When he finally emerged Tuesday morning, he went to his aunt's house with his mother. That's where he collapsed three times, the station reported.
"It's like he was looking at me but he wasn't there. It was like he was looking through me," Jennifer Thompson, Tyler's aunt, told reporters. "We were talking and I heard a thump and I looked over and he just fell."
Tyler's mom, Jessie Rawlins, said he turned very pale and his lips became a disturbing blue color.
"I was very scared. I thought he was going to die..."
Medics were called to the house and established an IV to provide fluids after they suspected he was severely dehydrated.
Dr. Mike Patrick, an emergency physician at Nationwide Children's Hospital, says dehydration can be very dangerous, even deadly.
"When you're dehydrated, the amount of fluid in your entire body is decreased and that includes the fluid that's in your blood vessels," Patrick told reporters. "So you have decreased blood volume. That leads to decreased blood pressure. When your blood pressure gets to a certain point, you're unable to get enough blood up to the brain. If you're not getting enough oxygen to the brain, that can cause you to pass out and it could cause you to die."
Both Tyler and his mom realize it was a close call. And, she told reporters he hasn't balked at the consequences.

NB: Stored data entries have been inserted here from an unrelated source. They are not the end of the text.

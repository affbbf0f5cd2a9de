//! Common error handling utilities for the membership engine
//!
//! Every membership operation reports its outcome through one envelope,
//! [`ServiceResult`], so that the HTTP layer and any other caller can treat
//! success and failure uniformly.
//!
//! # Key Features
//!
//! - **Result Envelope**: `success`, `msg`, `data` and a stable error `code`
//! - **Error Kinds**: validation, not found, conflict, downstream, database, configuration
//! - **Error Codes**: structured codes for API responses (see [`codes`])
//! - **Observability**: failures are logged through `tracing` with kind and code fields
//!
//! # Example
//!
//! ```rust
//! use error_common::{codes, ErrorKind, ServiceResult};
//!
//! let ok = ServiceResult::success_with_msg(42, "Payer created");
//! assert!(ok.is_success());
//!
//! let failed: ServiceResult<()> = ServiceResult::failure(
//!     ErrorKind::Validation,
//!     codes::validation::INVALID_INPUT,
//!     "Category name cannot be blank",
//! );
//! assert_eq!(failed.code.as_deref(), Some("VALIDATION_1001"));
//! ```

pub mod codes;
pub mod types;

pub use types::*;
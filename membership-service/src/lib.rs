//! Membership Service
//!
//! Scheme administration and benefit entitlement generation for health
//! insurance memberships:
//! - Payers, plans, policies, categories and the benefit catalog
//! - Benefits with sub-benefits and their configuration rules
//! - Beneficiaries grouped into families under a principal
//! - Eligibility evaluation and entitlement publishing to the benefit service
//! - Incremental reprocessing and category changes

pub mod config;
pub mod eligibility;
pub mod entitlement;
pub mod error;
pub mod models;
pub mod processing;
pub mod publisher;
pub mod repository;
pub mod service;
pub mod validation;

pub use self::config::{DownstreamConfig, MembershipConfig, ENV_PREFIX};
pub use entitlement::*;
pub use error::*;
pub use models::*;
pub use processing::*;
pub use publisher::*;
pub use repository::*;
pub use service::*;
//! Construction-time invariants for benefits, policies and beneficiaries.
//!
//! Every rule here runs before anything is persisted and again over each
//! benefit tree before a processing pass publishes anything.

use crate::error::{MembershipError, MembershipResult};
use crate::models::{
    ApplicableGender, ApplicableMember, Beneficiary, BeneficiaryType, Benefit, BenefitDistribution,
    BenefitTree, Policy, PreAuthType,
};
use chrono::NaiveDate;
use rust_decimal::Decimal;

/// Co-payment amount must be positive exactly when co-payment is required
pub fn validate_copay(required: bool, amount: Decimal) -> MembershipResult<()> {
    if required && amount <= Decimal::ZERO {
        return Err(MembershipError::BenefitRule(
            "Co-payment is required, therefore co-payment amount must be greater than Zero".to_string(),
        ));
    }
    if !required && amount > Decimal::ZERO {
        return Err(MembershipError::BenefitRule(
            "Co-payment is not required, therefore co-payment amount must be Zero".to_string(),
        ));
    }
    Ok(())
}

/// Whether a sub-benefit's member scope fits inside its parent's
pub fn member_scope_compatible(parent: ApplicableMember, child: ApplicableMember) -> bool {
    match parent {
        ApplicableMember::All => true,
        ApplicableMember::PrincipalAndSpouse => matches!(
            child,
            ApplicableMember::Principal | ApplicableMember::Spouse | ApplicableMember::PrincipalAndSpouse
        ),
        exact => exact == child,
    }
}

/// Rules that hold for any benefit on its own
pub fn validate_benefit_fields(benefit: &Benefit) -> MembershipResult<()> {
    if benefit.name.trim().is_empty() {
        return Err(MembershipError::Validation("Benefit name cannot be blank".to_string()));
    }
    if benefit.limit < Decimal::ZERO {
        return Err(MembershipError::BenefitRule("Benefit limit cannot be negative".to_string()));
    }
    validate_copay(benefit.co_payment_required, benefit.co_payment_amount)?;
    if benefit.suspension_threshold > benefit.limit {
        return Err(MembershipError::BenefitRule(
            "Suspension threshold should not be greater than benefit limit".to_string(),
        ));
    }
    Ok(())
}

/// Rules between a sub-benefit and its parent
pub fn validate_sub_benefit(parent: &Benefit, sub: &Benefit) -> MembershipResult<()> {
    if sub.parent_id != Some(parent.id) {
        return Err(MembershipError::BenefitRule(format!(
            "Benefit [{}] is not a sub-benefit of [{}]",
            sub.name, parent.name
        )));
    }
    if !parent.is_main() {
        return Err(MembershipError::BenefitRule(format!(
            "Benefit [{}] is itself a sub-benefit and cannot have sub-benefits",
            parent.name
        )));
    }
    if sub.category_id != parent.category_id {
        return Err(MembershipError::BenefitRule(
            "Main benefit and sub-benefit must belong to the same category".to_string(),
        ));
    }
    if parent.pre_auth_type != PreAuthType::None && sub.pre_auth_type != parent.pre_auth_type {
        return Err(MembershipError::BenefitRule(
            "Pre-authorization type for main and sub-benefit are in conflict".to_string(),
        ));
    }
    if !member_scope_compatible(parent.applicable_member, sub.applicable_member) {
        return Err(MembershipError::BenefitRule(
            "Applicable member for main and sub-benefit are in conflict".to_string(),
        ));
    }
    if parent.applicable_gender != ApplicableGender::All && sub.applicable_gender != parent.applicable_gender {
        return Err(MembershipError::BenefitRule(
            "Applicable gender for main and sub-benefit are in conflict".to_string(),
        ));
    }
    if parent.sharing != BenefitDistribution::Family && sub.sharing != parent.sharing {
        return Err(MembershipError::BenefitRule(
            "Benefit sharing for main and sub-benefit are in conflict".to_string(),
        ));
    }
    if sub.limit > parent.limit {
        return Err(MembershipError::BenefitRule(
            "Main benefit limit should be greater than sub-benefit limit".to_string(),
        ));
    }
    if sub.payer_id != parent.payer_id {
        return Err(MembershipError::BenefitRule(
            "Main benefit payer should be the same as sub-benefit payer".to_string(),
        ));
    }
    Ok(())
}

/// Full check of a benefit about to be stored, given its parent if any
pub fn validate_benefit(benefit: &Benefit, parent: Option<&Benefit>) -> MembershipResult<()> {
    validate_benefit_fields(benefit)?;
    match (benefit.parent_id, parent) {
        (None, None) => Ok(()),
        (Some(_), Some(parent)) => validate_sub_benefit(parent, benefit),
        (Some(id), None) => Err(MembershipError::NotFound(format!("Parent benefit {id} not found"))),
        (None, Some(_)) => Err(MembershipError::BenefitRule(format!(
            "Benefit [{}] has no parent reference",
            benefit.name
        ))),
    }
}

/// Re-check a whole tree, including that every offset date is representable
pub fn validate_benefit_tree(tree: &BenefitTree, policy: &Policy) -> MembershipResult<()> {
    validate_benefit(&tree.main, None)?;
    for sub in &tree.subs {
        validate_benefit(sub, Some(&tree.main))?;
    }
    for benefit in std::iter::once(&tree.main).chain(tree.subs.iter()) {
        if benefit.waiting_period.apply(policy.start_date).is_none() {
            return Err(MembershipError::BenefitRule(format!(
                "Waiting period of [{}] overflows the policy start date",
                benefit.name
            )));
        }
    }
    Ok(())
}

pub fn validate_policy_dates(start: NaiveDate, end: NaiveDate) -> MembershipResult<()> {
    if start >= end {
        return Err(MembershipError::Validation(
            "Policy start date must come before end date".to_string(),
        ));
    }
    Ok(())
}

/// Closed-interval overlap
pub fn periods_overlap(a_start: NaiveDate, a_end: NaiveDate, b_start: NaiveDate, b_end: NaiveDate) -> bool {
    a_start <= b_end && b_start <= a_end
}

pub fn validate_not_blank(what: &str, value: &str) -> MembershipResult<()> {
    if value.trim().is_empty() {
        return Err(MembershipError::Validation(format!("{what} cannot be blank")));
    }
    Ok(())
}

/// Principal linkage and date of birth rules for a new or updated member
pub fn validate_beneficiary(
    beneficiary: &Beneficiary,
    principal: Option<&Beneficiary>,
    today: NaiveDate,
) -> MembershipResult<()> {
    if beneficiary.dob > today {
        return Err(MembershipError::Validation("Date of birth cannot be in the future".to_string()));
    }

    match (beneficiary.beneficiary_type, beneficiary.principal_id, principal) {
        (BeneficiaryType::Principal, None, None) => Ok(()),
        (BeneficiaryType::Principal, _, _) => Err(MembershipError::Validation(format!(
            "Dependency is incorrectly mapped for {}, a principal cannot have a principal",
            beneficiary.member_number
        ))),
        (_, None, _) => Err(MembershipError::Validation(format!(
            "Dependency is incorrectly mapped for {}, a dependant must reference a principal",
            beneficiary.member_number
        ))),
        (_, Some(id), None) => Err(MembershipError::NotFound(format!("Principal {id} not found"))),
        (_, Some(_), Some(principal)) => {
            if principal.beneficiary_type != BeneficiaryType::Principal || principal.principal_id.is_some() {
                return Err(MembershipError::Validation(format!(
                    "Dependency is incorrectly mapped for {}, {} is not a principal",
                    beneficiary.member_number, principal.member_number
                )));
            }
            if principal.category_id != beneficiary.category_id {
                return Err(MembershipError::Validation(format!(
                    "Dependency is incorrectly mapped for {}, principal belongs to another category",
                    beneficiary.member_number
                )));
            }
            Ok(())
        }
    }
}
use error_common::{codes, ClassifiedError, ErrorKind};
use thiserror::Error;

#[derive(Error, Debug)]
pub enum MembershipError {
    #[error("Validation error: {0}")]
    Validation(String),

    #[error("Benefit rule violation: {0}")]
    BenefitRule(String),

    #[error("Not found: {0}")]
    NotFound(String),

    #[error("Conflict: {0}")]
    Conflict(String),

    #[error("Benefit processing already in progress for category {0}")]
    ProcessingInProgress(i64),

    #[error("Downstream error: {0}")]
    Downstream(String),

    #[error("Storage error: {0}")]
    Storage(String),

    #[error("Configuration error: {0}")]
    Config(String),

    #[error("Network error: {0}")]
    Network(#[from] reqwest::Error),

    #[error("Serialization error: {0}")]
    Serialization(#[from] serde_json::Error),
}

pub type MembershipResult<T> = Result<T, MembershipError>;

impl MembershipError {
    /// Message without the variant prefix, as shown to API callers
    pub fn message(&self) -> String {
        match self {
            MembershipError::Validation(msg)
            | MembershipError::BenefitRule(msg)
            | MembershipError::NotFound(msg)
            | MembershipError::Conflict(msg)
            | MembershipError::Downstream(msg)
            | MembershipError::Storage(msg)
            | MembershipError::Config(msg) => msg.clone(),
            other => other.to_string(),
        }
    }
}

impl ClassifiedError for MembershipError {
    fn kind(&self) -> ErrorKind {
        match self {
            MembershipError::Validation(_) | MembershipError::BenefitRule(_) => ErrorKind::Validation,
            MembershipError::NotFound(_) => ErrorKind::NotFound,
            MembershipError::Conflict(_) | MembershipError::ProcessingInProgress(_) => ErrorKind::Conflict,
            MembershipError::Downstream(_) | MembershipError::Network(_) => ErrorKind::Downstream,
            MembershipError::Storage(_) => ErrorKind::Database,
            MembershipError::Config(_) => ErrorKind::Configuration,
            MembershipError::Serialization(_) => ErrorKind::Internal,
        }
    }

    fn code(&self) -> &'static str {
        match self {
            MembershipError::Validation(_) => codes::validation::INVALID_INPUT,
            MembershipError::BenefitRule(_) => codes::validation::BENEFIT_RULE_VIOLATION,
            MembershipError::NotFound(_) => codes::resource::NOT_FOUND,
            MembershipError::Conflict(_) => codes::resource::ALREADY_EXISTS,
            MembershipError::ProcessingInProgress(_) => codes::resource::PROCESSING_IN_PROGRESS,
            MembershipError::Downstream(_) => codes::downstream::REJECTED,
            MembershipError::Network(_) => codes::downstream::REQUEST_FAILED,
            MembershipError::Storage(_) => codes::database::QUERY_FAILED,
            MembershipError::Config(_) => codes::system::CONFIGURATION,
            MembershipError::Serialization(_) => codes::system::INTERNAL,
        }
    }

    fn public_message(&self) -> String {
        self.message()
    }
}

impl From<sqlx::Error> for MembershipError {
    fn from(error: sqlx::Error) -> Self {
        match &error {
            sqlx::Error::RowNotFound => MembershipError::NotFound("Requested record not found".to_string()),
            sqlx::Error::Database(db) if db.is_unique_violation() => {
                MembershipError::Conflict(format!("A record with these details already exists: {}", db.message()))
            }
            sqlx::Error::Database(db) if db.is_foreign_key_violation() => {
                MembershipError::Validation(format!("Referenced record does not exist: {}", db.message()))
            }
            _ => MembershipError::Storage(error.to_string()),
        }
    }
}

impl From<config::ConfigError> for MembershipError {
    fn from(error: config::ConfigError) -> Self {
        MembershipError::Config(error.to_string())
    }
}

impl From<validator::ValidationErrors> for MembershipError {
    fn from(errors: validator::ValidationErrors) -> Self {
        let mut messages: Vec<String> = errors
            .field_errors()
            .into_iter()
            .flat_map(|(field, errs)| {
                errs.iter().map(move |e| {
                    e.message
                        .as_ref()
                        .map_or_else(|| format!("{field} is invalid"), ToString::to_string)
                })
            })
            .collect();
        messages.sort();
        MembershipError::Validation(messages.join("; "))
    }
}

"The Xbox is gone," she said.
As for staying awake day after day, Patrick says your body will eventually shut down on its own. The reticular activating system fires neurons in your brain and that's what keeps us awake. Eventually, those neurons run out of juice and can't send the signals we need to stay awake and alert.
"After so long, it stops firing and you just go to sleep whether you want to or not," he says. "You, eventually, run out of those chemicals. Your body needs sleep to replenish that activating system to keep you awake."
Playing games for days on end keeps your body from rejuvenating its system. At a certain point, it has to shut down. That's when you pass out.
Patrick recommends some common sense when gaming: get plenty of food and fluids, take breaks for physical activity, and put the controller down now and then to get some decent sleep.